Advertisement

FAA: Altered Records Just ‘Mistakes’

Share
Associated Press

Altered work records affecting 446 fired Chicago-area air traffic controllers were innocent mistakes, Federal Aviation Administration officials told a House panel today.

Robert Miller, assistant manager of the Chicago Air Route Traffic Control Center, acknowledged that the work records erroneously were changed to show vacationing air traffic controllers as absent without leave during a 1981 strike.

“In hindsight, it is readily apparent that mistakes were made,” Miller said in testimony before the Public Works and Transportation oversight subcommittee.

Advertisement

“We were faced with a tremendous workload,” he said. “Despite our best efforts to do everything correctly, we did not.”

Hearings on Rights

The subcommittee is holding hearings to determine if the rights of 446 Chicago controllers were violated when they were dismissed after an illegal August, 1981, strike by the Professional Air Traffic Controllers Organization.
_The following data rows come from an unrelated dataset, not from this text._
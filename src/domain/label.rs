//! Label description
//!
//! The structured record a caller hands to the encoder. Field names follow
//! the bundle records produced upstream, which arrive as JSON with numbers
//! sometimes encoded as strings.

use crate::error::PrinterError;
use serde::{Deserialize, Deserializer, Serialize};
use serde_json::Value;
use std::borrow::Cow;
use tracing::warn;

pub const FEET_TO_METERS: f64 = 0.3048;
pub const INCHES_TO_METERS: f64 = 0.0254;

/// Product-name fragments that identify linear-metre products.
pub const LINEAR_PRODUCT_KEYWORDS: &[&str] = &["MOLDURA", "ZOCALO", "LISTON", "TRIM"];

#[derive(Debug, Clone, Copy, PartialEq, Eq, Serialize, Deserialize)]
pub enum UnitMode {
    /// Square metres: pieces x length x width.
    Area,
    /// Linear metres: pieces x length.
    Linear,
}

impl UnitMode {
    pub fn from_selector(selector: &str) -> Option<Self> {
        match selector.trim().to_lowercase().as_str() {
            "m2" | "area" => Some(UnitMode::Area),
            "ml" | "m" | "lineal" | "linear" => Some(UnitMode::Linear),
            _ => None,
        }
    }

    pub fn label(self) -> &'static str {
        match self {
            UnitMode::Area => "M2",
            UnitMode::Linear => "ML",
        }
    }
}

/// One table row: `piezas` pieces of `largo` feet.
#[derive(Debug, Clone, Copy, PartialEq, Serialize, Deserialize)]
pub struct PieceRow {
    #[serde(deserialize_with = "lenient::count")]
    pub piezas: u32,
    #[serde(deserialize_with = "lenient::number")]
    pub largo: f64,
}

impl PieceRow {
    pub fn new(piezas: u32, largo: f64) -> Self {
        Self { piezas, largo }
    }

    /// Quantity in metric units. `width_in` only matters for area mode.
    pub fn quantity(&self, unit: UnitMode, width_in: f64) -> f64 {
        let linear = f64::from(self.piezas) * self.largo * FEET_TO_METERS;
        match unit {
            UnitMode::Linear => linear,
            UnitMode::Area => linear * width_in * INCHES_TO_METERS,
        }
    }
}

#[derive(Debug, Clone, Default, PartialEq, Serialize, Deserialize)]
pub struct LabelDescriptor {
    #[serde(rename = "fardoNo", alias = "fardo_no", deserialize_with = "lenient::text")]
    pub fardo_no: String,
    #[serde(default, deserialize_with = "lenient::text")]
    pub lote: String,
    #[serde(default, deserialize_with = "lenient::text")]
    pub producto: String,
    #[serde(default, deserialize_with = "lenient::text")]
    pub especie: String,
    /// Thickness as written upstream, e.g. `1` or `5/4`.
    #[serde(default, deserialize_with = "lenient::text")]
    pub grosor: String,
    /// Width in inches.
    #[serde(default, deserialize_with = "lenient::number")]
    pub ancho: f64,
    /// Explicit unit selector, `m2` or `ml`.
    #[serde(default, skip_serializing_if = "Option::is_none")]
    pub unidad: Option<String>,
    /// Total quantity declared upstream; computed from the rows when absent.
    #[serde(
        default,
        rename = "m2",
        alias = "total",
        skip_serializing_if = "Option::is_none",
        deserialize_with = "lenient::optional_number"
    )]
    pub declared_total: Option<f64>,
    #[serde(default)]
    pub detalles: Vec<PieceRow>,
    /// Flat single-row fields used by records that carry no `detalles`.
    #[serde(
        default,
        alias = "pzs",
        alias = "cantidad",
        skip_serializing_if = "Option::is_none",
        deserialize_with = "lenient::optional_count"
    )]
    pub piezas: Option<u32>,
    #[serde(
        default,
        alias = "largo_pies",
        skip_serializing_if = "Option::is_none",
        deserialize_with = "lenient::optional_number"
    )]
    pub largo: Option<f64>,
}

impl LabelDescriptor {
    pub fn from_json(json: &str) -> Result<Self, PrinterError> {
        Ok(serde_json::from_str(json)?)
    }

    /// Explicit `unidad` first, then product keywords, then area.
    pub fn unit_mode(&self) -> UnitMode {
        if let Some(selector) = &self.unidad {
            match UnitMode::from_selector(selector) {
                Some(unit) => return unit,
                None => warn!("Unknown unit selector {:?}, inferring from product", selector),
            }
        }

        let product = fold_accents(&self.producto.to_uppercase());
        if LINEAR_PRODUCT_KEYWORDS
            .iter()
            .any(|keyword| product.contains(keyword))
        {
            UnitMode::Linear
        } else {
            UnitMode::Area
        }
    }

    /// Rows to print.
    ///
    /// When `detalles` is empty but the flat `piezas` and `largo` fields are
    /// both present and positive, a single row is synthesized from them.
    pub fn piece_rows(&self) -> Cow<'_, [PieceRow]> {
        if !self.detalles.is_empty() {
            return Cow::Borrowed(&self.detalles);
        }

        match (self.piezas, self.largo) {
            (Some(piezas), Some(largo)) if piezas > 0 && largo > 0.0 => {
                Cow::Owned(vec![PieceRow::new(piezas, largo)])
            }
            _ => Cow::Owned(Vec::new()),
        }
    }
}

/// Spanish accented capitals to their plain form, so `ZÓCALO` matches `ZOCALO`.
fn fold_accents(text: &str) -> String {
    text.chars()
        .map(|c| match c {
            'Á' | 'À' | 'Ä' | 'Â' => 'A',
            'É' | 'È' | 'Ë' | 'Ê' => 'E',
            'Í' | 'Ì' | 'Ï' | 'Î' => 'I',
            'Ó' | 'Ò' | 'Ö' | 'Ô' => 'O',
            'Ú' | 'Ù' | 'Ü' | 'Û' => 'U',
            'Ñ' => 'N',
            other => other,
        })
        .collect()
}

/// Deserializers accepting numbers encoded either as JSON numbers or strings.
mod lenient {
    use super::*;
    use serde::de::Error;

    fn to_number<E: Error>(value: &Value) -> Result<Option<f64>, E> {
        match value {
            Value::Null => Ok(None),
            Value::Number(n) => Ok(n.as_f64()),
            Value::String(s) if s.trim().is_empty() => Ok(None),
            Value::String(s) => s
                .trim()
                .replace(',', ".")
                .parse::<f64>()
                .ok()
                .filter(|n| n.is_finite())
                .map(Some)
                .ok_or_else(|| E::custom(format!("expected a number, got {:?}", s))),
            other => Err(E::custom(format!("expected a number, got {}", other))),
        }
    }

    fn to_count<E: Error>(value: &Value) -> Result<Option<u32>, E> {
        match to_number::<E>(value)? {
            None => Ok(None),
            Some(n) if n >= 0.0 && n.fract() == 0.0 && n <= f64::from(u32::MAX) => {
                Ok(Some(n as u32))
            }
            Some(n) => Err(E::custom(format!("expected a piece count, got {}", n))),
        }
    }

    pub fn number<'de, D: Deserializer<'de>>(d: D) -> Result<f64, D::Error> {
        Ok(to_number(&Value::deserialize(d)?)?.unwrap_or(0.0))
    }

    pub fn optional_number<'de, D: Deserializer<'de>>(d: D) -> Result<Option<f64>, D::Error> {
        to_number(&Value::deserialize(d)?)
    }

    pub fn count<'de, D: Deserializer<'de>>(d: D) -> Result<u32, D::Error> {
        Ok(to_count(&Value::deserialize(d)?)?.unwrap_or(0))
    }

    pub fn optional_count<'de, D: Deserializer<'de>>(d: D) -> Result<Option<u32>, D::Error> {
        to_count(&Value::deserialize(d)?)
    }

    pub fn text<'de, D: Deserializer<'de>>(d: D) -> Result<String, D::Error> {
        match Value::deserialize(d)? {
            Value::Null => Ok(String::new()),
            Value::String(s) => Ok(s),
            Value::Number(n) => Ok(n.to_string()),
            Value::Bool(b) => Ok(b.to_string()),
            other => Err(D::Error::custom(format!("expected text, got {}", other))),
        }
    }
}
In all, 11,400 controllers were fired on President Reagan’s orders, but the subcommittee said a disproportionately high number were dismissed at the center near Aurora, Ill.

Lawyers for 163 former Chicago controllers contend that the FAA launched a records-tampering scheme to justify the dismissals when it otherwise could not prove their clients took part in the strike.
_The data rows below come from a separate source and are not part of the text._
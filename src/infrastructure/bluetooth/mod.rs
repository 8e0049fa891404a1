//! Bluetooth Module
//!
//! Provides BLE communication with MHT-series thermal label printers.
//!
//! ## Architecture
//!
//! ```text
//! ┌─────────────────────────────────────────────────────────┐
//! │                     PrinterSession                       │
//! │  (Main coordinator - public API for the application)     │
//! └─────────────────────┬───────────────────────────────────┘
//!                       │
//!         ┌─────────────┼─────────────┐
//!         │             │             │
//!         ▼             ▼             ▼
//! ┌───────────┐  ┌────────────┐  ┌──────────┐
//! │ Connection│  │  Resolver  │  │  Writer  │
//! │           │  │            │  │          │
//! │ - Link    │  │ - Dialect  │  │ - Chunks │
//! │ - Endpoint│  │   probing  │  │ - Pacing │
//! └─────┬─────┘  └────────────┘  └──────────┘
//!       │
//!       ▼
//! ┌─────────────────────────────┐
//! │  Platform (traits)          │
//! │  - winrt    (Windows)       │
//! └─────────────────────────────┘
//! ```
//!
//! ## Modules
//!
//! - [`protocol`] - Service and characteristic UUIDs of the known firmware dialects
//! - [`platform`] - Pairing, link and characteristic seams
//! - [`resolver`] - Picks the write characteristic on an open link
//! - [`connection`] - Opens a link and holds it with its endpoint
//! - [`writer`] - Chunked, paced transmission
//! - [`service`] - Main session coordinator

pub mod connection;
pub mod platform;
pub mod protocol;
pub mod resolver;
pub mod service;
pub mod writer;

#[cfg(windows)]
pub mod winrt;

#[cfg(test)]
pub(crate) mod fake;

// Re-export main service for convenience
pub use service::{ConnectOutcome, PrinterSession};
In a three-page letter to the subcommittee, FAA Administrator Donald D. Engen conceded that daily work records should not have been altered.
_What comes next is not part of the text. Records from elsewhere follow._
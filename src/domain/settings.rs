use crate::domain::encoder::LabelLayout;
use crate::infrastructure::bluetooth::platform::DeviceFilter;
use crate::infrastructure::bluetooth::protocol::{self, ServiceCandidate};
use crate::infrastructure::bluetooth::writer::WriterConfig;
use serde::{Deserialize, Serialize};
use std::fs;
use std::path::{Path, PathBuf};
use std::time::Duration;
use tracing_appender::rolling::Rotation;
use uuid::Uuid;

#[derive(Debug, Clone, PartialEq, Serialize, Deserialize)]
pub struct LogSettings {
    #[serde(default = "default_level")]
    pub level: String, // "trace", "debug", "info", "warn", "error"
    #[serde(default = "default_false")]
    pub file_logging_enabled: bool,
    #[serde(default = "default_true")]
    pub console_logging_enabled: bool,
    #[serde(default = "default_log_dir")]
    pub log_dir: String,
    #[serde(default = "default_prefix")]
    pub file_name_prefix: String,
    #[serde(default = "default_false")]
    pub show_file_line: bool,
    #[serde(default = "default_true")]
    pub show_target: bool,
    #[serde(default = "default_true")]
    pub ansi_colors: bool,
    #[serde(default = "default_rotation")]
    pub rotation: String, // "daily", "hourly", "minutely", "never"
}

impl LogSettings {
    pub fn rotation(&self) -> Rotation {
        match self.rotation.to_lowercase().as_str() {
            "hourly" => Rotation::HOURLY,
            "minutely" => Rotation::MINUTELY,
            "never" => Rotation::NEVER,
            _ => Rotation::DAILY,
        }
    }
}

impl Default for LogSettings {
    fn default() -> Self {
        Self {
            level: default_level(),
            file_logging_enabled: default_false(),
            console_logging_enabled: default_true(),
            log_dir: default_log_dir(),
            file_name_prefix: default_prefix(),
            show_file_line: default_false(),
            show_target: default_true(),
            ansi_colors: default_true(),
            rotation: default_rotation(),
        }
    }
}

fn default_level() -> String {
    "info".to_string()
}
fn default_true() -> bool {
    true
}
fn default_false() -> bool {
    false
}
fn default_log_dir() -> String {
    "logs".to_string()
}
fn default_prefix() -> String {
    "label_printer".to_string()
}
fn default_rotation() -> String {
    "daily".to_string()
}

/// Transport and discovery tuning for the label printer.
#[derive(Debug, Clone, PartialEq, Serialize, Deserialize)]
pub struct PrinterSettings {
    /// Known firmware dialects, probed in this order.
    #[serde(default = "protocol::default_service_candidates")]
    pub service_candidates: Vec<ServiceCandidate>,
    /// Services requested at pairing time in addition to the candidates' own.
    #[serde(default = "protocol::default_extra_services")]
    pub extra_optional_services: Vec<Uuid>,
    /// Case-sensitive name fragments identifying a printer among authorized devices.
    #[serde(default = "protocol::default_printer_name_patterns")]
    pub printer_name_patterns: Vec<String>,
    #[serde(default = "default_chunk_size")]
    pub chunk_size: usize,
    #[serde(default = "default_chunk_delay_ms")]
    pub chunk_delay_ms: u64,
    #[serde(default = "default_auto_reconnect_delay_ms")]
    pub auto_reconnect_delay_ms: u64,
    /// How long the advertisement scan runs before the device chooser is shown.
    #[serde(default = "default_scan_duration_ms")]
    pub scan_duration_ms: u64,
}

impl PrinterSettings {
    pub fn writer_config(&self) -> WriterConfig {
        WriterConfig {
            chunk_size: self.chunk_size,
            chunk_delay: Duration::from_millis(self.chunk_delay_ms),
        }
    }

    pub fn device_filter(&self) -> DeviceFilter {
        let mut optional_services: Vec<Uuid> = Vec::new();
        let candidate_services = self.service_candidates.iter().map(|c| c.service_uuid);
        for uuid in candidate_services.chain(self.extra_optional_services.iter().copied()) {
            if !optional_services.contains(&uuid) {
                optional_services.push(uuid);
            }
        }
        // Some firmware advertises no service UUID at all.
        DeviceFilter {
            optional_services,
            accept_all: true,
        }
    }

    pub fn auto_reconnect_delay(&self) -> Duration {
        Duration::from_millis(self.auto_reconnect_delay_ms)
    }

    pub fn scan_duration(&self) -> Duration {
        Duration::from_millis(self.scan_duration_ms)
    }
}

impl Default for PrinterSettings {
    fn default() -> Self {
        Self {
            service_candidates: protocol::default_service_candidates(),
            extra_optional_services: protocol::default_extra_services(),
            printer_name_patterns: protocol::default_printer_name_patterns(),
            chunk_size: default_chunk_size(),
            chunk_delay_ms: default_chunk_delay_ms(),
            auto_reconnect_delay_ms: default_auto_reconnect_delay_ms(),
            scan_duration_ms: default_scan_duration_ms(),
        }
    }
}

fn default_chunk_size() -> usize {
    20
}
fn default_chunk_delay_ms() -> u64 {
    50
}
fn default_auto_reconnect_delay_ms() -> u64 {
    500
}
fn default_scan_duration_ms() -> u64 {
    4000
}

#[derive(Debug, Clone, Default, PartialEq, Serialize, Deserialize)]
pub struct Settings {
    #[serde(default)]
    pub printer: PrinterSettings,

    #[serde(default)]
    pub layout: LabelLayout,

    #[serde(default)]
    pub log_settings: LogSettings,
}

pub struct SettingsService {
    settings: Settings,
    settings_path: PathBuf,
    load_error: Option<String>,
}

impl SettingsService {
    pub fn new() -> anyhow::Result<Self> {
        let settings_path = Self::get_settings_path()?;
        Ok(Self::load(settings_path))
    }

    /// Load from an explicit path, falling back to defaults when the file is missing or invalid.
    ///
    /// A file that exists but does not parse is reported by [`load_error`](Self::load_error),
    /// since this typically runs before logging is configured.
    pub fn load(settings_path: PathBuf) -> Self {
        let (settings, load_error) = if settings_path.exists() {
            match Self::load_from_file(&settings_path) {
                Ok(settings) => (settings, None),
                Err(e) => (Settings::default(), Some(e.to_string())),
            }
        } else {
            (Settings::default(), None)
        };

        Self {
            settings,
            settings_path,
            load_error,
        }
    }

    /// Why an existing settings file was ignored, if it was.
    pub fn load_error(&self) -> Option<&str> {
        self.load_error.as_deref()
    }

    fn get_settings_path() -> anyhow::Result<PathBuf> {
        let mut path = dirs::config_dir()
            .ok_or_else(|| anyhow::anyhow!("Could not determine config directory"))?;
        path.push("BleLabelPrinter");
        fs::create_dir_all(&path)?;
        path.push("settings.json");
        Ok(path)
    }

    fn load_from_file(path: &Path) -> anyhow::Result<Settings> {
        let contents = fs::read_to_string(path)?;
        let settings = serde_json::from_str(&contents)?;
        Ok(settings)
    }

    pub fn save(&self) -> anyhow::Result<()> {
        let json = serde_json::to_string_pretty(&self.settings)?;
        fs::write(&self.settings_path, json)?;
        Ok(())
    }

    pub fn path(&self) -> &Path {
        &self.settings_path
    }

    pub fn get(&self) -> &Settings {
        &self.settings
    }

    pub fn get_mut(&mut self) -> &mut Settings {
        &mut self.settings
    }
}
“We would have preferred that greater attention had been focused on maintaining current and correctly annotated sign-in logs,” Engen wrote. “We also do not believe that records should subsequently have been changed by our personnel.”

Advertisement

Changes Called Normal

But Miller said such changes remain a normal occurrence.

The former chief of the center, George H. Gunter, said he made the post-strike decision as to who should be fired after reviewing daily logs and oral testimony from controllers notified of their pending dismissals.

He said several controllers were allowed to keep their jobs after his reviews.

“It seems to me that a lot of corners were being cut, that established policies were not being met,” said Rep. Norman Y. Mineta (D-San Jose). “The fix was in, and you were marching to that drummer.”

“Mistakes were made in this process,” Gunter acknowledged.